Eighteen dogs were randomly assigned to sham group, pacing group and Ang-(1-7) group. Rapid atrial pacing was maintained for 14 days in the pacing and Ang-(1-7) groups. Ang-(1-7) was administered intravenously in the Ang-(1-7) group. The atrial effective refractory period and atrial fibrillation inducibility level were measured at baseline and under sympathetic nerve stimulation after 14 days of measurement. The atrial sympathetic nerves labeled with tyrosine hydroxylase were detected using immunohistochemistry and Western blotting, and tyrosine hydroxylase and nerve growth factor mRNA levels were measured by reverse transcription polymerase chain reaction.

RESULTS

Pacing shortened the atrial effective refractory period and increased the atrial fibrillation inducibility level at baseline and under sympathetic nerve stimulation. Ang-(1-7) treatment attenuated the shortening of the atrial effective refractory period and the increase in the atrial fibrillation inducibility level.
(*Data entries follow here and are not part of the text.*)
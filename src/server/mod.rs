//! HTTP service hosting the payment functions.
//!
//! # Routes
//!
//! - `GET /health` - health check
//! - `POST /functions/v1/create-razorpay-order` - bearer auth
//! - `POST /functions/v1/verify-razorpay-payment` - bearer auth
//! - `GET|POST /functions/v1/razorpay-preflight` - `x-debug-token`
//!
//! Handlers share no state beyond the [`AppState`] collaborators; every
//! request stands alone.

pub mod auth;
pub mod error;
pub mod handlers;
pub mod state;

pub use error::ApiError;
pub use state::AppState;

use crate::config::ServiceConfig;
use axum::routing::{get, post};
use axum::Router;
use std::sync::Arc;
use std::time::Duration;
use tower::ServiceBuilder;
use tower_http::cors::{Any, CorsLayer};
use tower_http::limit::RequestBodyLimitLayer;
use tower_http::map_response_body::MapResponseBodyLayer;
use tower_http::timeout::TimeoutLayer;
use tower_http::trace::TraceLayer;

/// Create the service router with all routes and middleware.
pub fn create_router(state: AppState) -> Router {
    let cors = build_cors_layer(&state.config.cors_origins);
    let max_body_bytes = state.config.max_body_bytes;
    let request_timeout_seconds = state.config.request_timeout_seconds;

    let state = Arc::new(state);

    Router::new()
        .route("/health", get(handlers::health))
        .route(
            "/functions/v1/create-razorpay-order",
            post(handlers::create_order),
        )
        .route(
            "/functions/v1/verify-razorpay-payment",
            post(handlers::verify_payment),
        )
        .route(
            "/functions/v1/razorpay-preflight",
            get(handlers::preflight).post(handlers::preflight),
        )
        .layer(
            ServiceBuilder::new()
                .layer(TraceLayer::new_for_http())
                .layer(cors)
                .layer(MapResponseBodyLayer::new(axum::body::Body::new))
                .layer(RequestBodyLimitLayer::new(max_body_bytes))
                .layer(TimeoutLayer::new(Duration::from_secs(
                    request_timeout_seconds,
                ))),
        )
        .with_state(state)
}

fn build_cors_layer(origins: &[String]) -> CorsLayer {
    let cors = if origins.iter().any(|o| o == "*") {
        CorsLayer::new().allow_origin(Any)
    } else {
        let origins: Vec<_> = origins.iter().filter_map(|o| o.parse().ok()).collect();
        CorsLayer::new().allow_origin(origins)
    };
    cors.allow_methods(Any).allow_headers(Any)
}

/// Bind `config.listen_addr` and serve until Ctrl-C.
pub async fn serve(config: ServiceConfig) -> std::io::Result<()> {
    let listen_addr = config.listen_addr.clone();
    let state = AppState::from_config(config)
        .map_err(|e| std::io::Error::new(std::io::ErrorKind::Other, e.to_string()))?;
    let app = create_router(state);

    tracing::info!(listen_addr = %listen_addr, "Starting HTTP server");
    let listener = tokio::net::TcpListener::bind(&listen_addr).await?;
    axum::serve(listener, app)
        .with_graceful_shutdown(async {
            let _ = tokio::signal::ctrl_c().await;
            tracing::info!("Shutting down");
        })
        .await
}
Immunohistochemistry and Western blotting showed sympathetic nerve hyperinnervation in the pacing group, while Ang-(1-7) attenuated sympathetic nerve proliferation. Ang-(1-7) alleviated the pacing-induced increases in tyrosine hydroxylase and nerve growth factor mRNA expression levels.

CONCLUSION

Ang-(1-7) can attenuate pacing-induced atrial sympathetic hyperinnervation.